WHAT THE TASK REQUIRES: Write out all the data again, exactly as shown.

[Stored data]
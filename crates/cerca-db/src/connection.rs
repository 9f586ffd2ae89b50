//! Opening the SurrealDB handle shared by every repository.
//!
//! The endpoint scheme picks the engine: `ws://`/`wss://` reach a running
//! server, `mem://` embeds a throwaway store in the process (tests and
//! single-node trials).

use surrealdb::Surreal;
use surrealdb::engine::any::{self, Any};
use surrealdb::opt::auth::Root;
use tracing::info;

use crate::error::DbError;

const EMBEDDED_SCHEMES: &[&str] = &["mem://"];

/// Where the store lives and which credentials open it.
#[derive(Debug, Clone)]
pub struct DbConfig {
    pub url: String,
    pub namespace: String,
    pub database: String,
    /// Ignored for embedded endpoints, which have no users.
    pub username: String,
    pub password: String,
}

impl DbConfig {
    /// Embedded stores run in-process and accept no sign-in.
    pub fn is_embedded(&self) -> bool {
        EMBEDDED_SCHEMES
            .iter()
            .any(|scheme| self.url.starts_with(scheme))
    }
}

impl Default for DbConfig {
    fn default() -> Self {
        Self {
            url: "ws://127.0.0.1:8000".into(),
            namespace: "cerca".into(),
            database: "main".into(),
            username: "root".into(),
            password: "root".into(),
        }
    }
}

/// An open handle with namespace and database already selected.
#[derive(Clone)]
pub struct DbManager {
    db: Surreal<Any>,
}

impl DbManager {
    pub async fn connect(config: &DbConfig) -> Result<Self, DbError> {
        let embedded = config.is_embedded();
        info!(
            url = %config.url,
            namespace = %config.namespace,
            database = %config.database,
            embedded,
            "opening booking store"
        );

        let db = any::connect(config.url.as_str()).await?;
        if !embedded {
            db.signin(Root {
                username: config.username.clone(),
                password: config.password.clone(),
            })
            .await?;
        }
        db.use_ns(&config.namespace)
            .use_db(&config.database)
            .await?;

        info!(namespace = %config.namespace, "booking store ready");
        Ok(Self { db })
    }

    pub fn client(&self) -> &Surreal<Any> {
        &self.db
    }

    /// Hand the handle to the repositories. Clones share one connection.
    pub fn into_client(self) -> Surreal<Any> {
        self.db
    }
}

#[cfg(test)]
mod tests {
    use super::*;

    #[test]
    fn only_memory_endpoints_are_embedded() {
        let mut config = DbConfig::default();
        assert!(!config.is_embedded());
        config.url = "mem://".into();
        assert!(config.is_embedded());
        config.url = "wss://db.example.com".into();
        assert!(!config.is_embedded());
    }
}
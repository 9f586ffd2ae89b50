//! Cerca Hub — best-effort delivery of events to a user's live connections.
//!
//! The hub keeps no buffer and no history. A user with no registered
//! channel simply misses the event and re-fetches state on reconnect.
//! Callers depend on the [`Hub`] trait only, so the state machine never
//! knows which transport carries the bytes.

pub mod registry;

pub use registry::{ChannelHandle, InProcessHub, Registration};

use cerca_core::models::event::HubEvent;
use uuid::Uuid;

/// Per-user fan-out of [`HubEvent`]s.
///
/// All methods are synchronous and must be safe to call from any number of
/// tasks at once.
pub trait Hub: Send + Sync {
    /// Open a new channel for `user_id`. A user may hold any number of
    /// channels; each receives every event pushed to that user.
    fn register(&self, user_id: Uuid) -> Registration;

    /// Close a channel. Unknown or already-closed handles are ignored.
    fn unregister(&self, handle: &ChannelHandle);

    /// Deliver `event` to every live channel of `user_id` and return how
    /// many channels accepted it. Never fails.
    fn push(&self, user_id: Uuid, event: HubEvent) -> usize;

    /// Live channels currently registered for `user_id`.
    fn connection_count(&self, user_id: Uuid) -> usize;
}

REPLY TO THE EXERCISE:
filename crates/cerca-db/src/connection.rs
repository 9f586ffd2ae89b50
//! Opening the SurrealDB handle shared by every repository.
//!
//! The endpoint scheme picks the engine: `ws://`/`wss://` reach a running
//! server, `mem://` embeds a throwaway store in the process (tests and
//! single-node trials).

use surrealdb::Surreal;
use surrealdb::engine::any::{self, Any};
use surrealdb::opt::auth::Root;
use tracing::info;

use crate::error::DbError;

const EMBEDDED_SCHEMES: &[&str] = &["mem://"];

/// Where the store lives and which credentials open it.
#[derive(Debug, Clone)]
pub struct DbConfig {
    pub url: String,
    pub namespace: String,
    pub database: String,
    /// Ignored for embedded endpoints, which have no users.
    pub username: String,
    pub password: String,
}

impl DbConfig {
    /// Embedded stores run in-process and accept no sign-in.
    pub fn is_embedded(&self) -> bool {
        EMBEDDED_SCHEMES
            .iter()
            .any(|scheme| self.url.starts_with(scheme))
    }
}

impl Default for DbConfig {
    fn default() -> Self {
        Self {
            url: "ws://127.0.0.1:8000".into(),
            namespace: "cerca".into(),
            database: "main".into(),
            username: "root".into(),
            password: "root".into(),
        }
    }
}

/// An open handle with namespace and database already selected.
#[derive(Clone)]
pub struct DbManager {
    db: Surreal<Any>,
}

impl DbManager {
    pub async fn connect(config: &DbConfig) -> Result<Self, DbError> {
        let embedded = config.is_embedded();
        info!(
            url = %config.url,
            namespace = %config.namespace,
            database = %config.database,
            embedded,
            "opening booking store"
        );

        let db = any::connect(config.url.as_str()).await?;
        if !embedded {
            db.signin(Root {
                username: config.username.clone(),
                password: config.password.clone(),
            })
            .await?;
        }
        db.use_ns(&config.namespace)
            .use_db(&config.database)
            .await?;

        info!(namespace = %config.namespace, "booking store ready");
        Ok(Self { db })
    }

    pub fn client(&self) -> &Surreal<Any> {
        &self.db
    }

    /// Hand the handle to the repositories. Clones share one connection.
    pub fn into_client(self) -> Surreal<Any> {
        self.db
    }
}

#[cfg(test)]
mod tests {
    use super::*;

    #[test]
    fn only_memory_endpoints_are_embedded() {
        let mut config = DbConfig::default();
        assert!(!config.is_embedded());
        config.url = "mem://".into();
        assert!(config.is_embedded());
        config.url = "wss://db.example.com".into();
        assert!(!config.is_embedded());
    }
}
repository 9f586ffd2ae89b50
//! Cerca Hub — best-effort delivery of events to a user's live connections.
//!
//! The hub keeps no buffer and no history. A user with no registered
//! channel simply misses the event and re-fetches state on reconnect.
//! Callers depend on the [`Hub`] trait only, so the state machine never
//! knows which transport carries the bytes.

pub mod registry;

pub use registry::{ChannelHandle, InProcessHub, Registration};

use cerca_core::models::event::HubEvent;
use uuid::Uuid;

/// Per-user fan-out of [`HubEvent`]s.
///
/// All methods are synchronous and must be safe to call from any number of
/// tasks at once.
pub trait Hub: Send + Sync {
    /// Open a new channel for `user_id`. A user may hold any number of
    /// channels; each receives every event pushed to that user.
    fn register(&self, user_id: Uuid) -> Registration;

    /// Close a channel. Unknown or already-closed handles are ignored.
    fn unregister(&self, handle: &ChannelHandle);

    /// Deliver `event` to every live channel of `user_id` and return how
    /// many channels accepted it. Never fails.
    fn push(&self, user_id: Uuid, event: HubEvent) -> usize;

    /// Live channels currently registered for `user_id`.
    fn connection_count(&self, user_id: Uuid) -> usize;
}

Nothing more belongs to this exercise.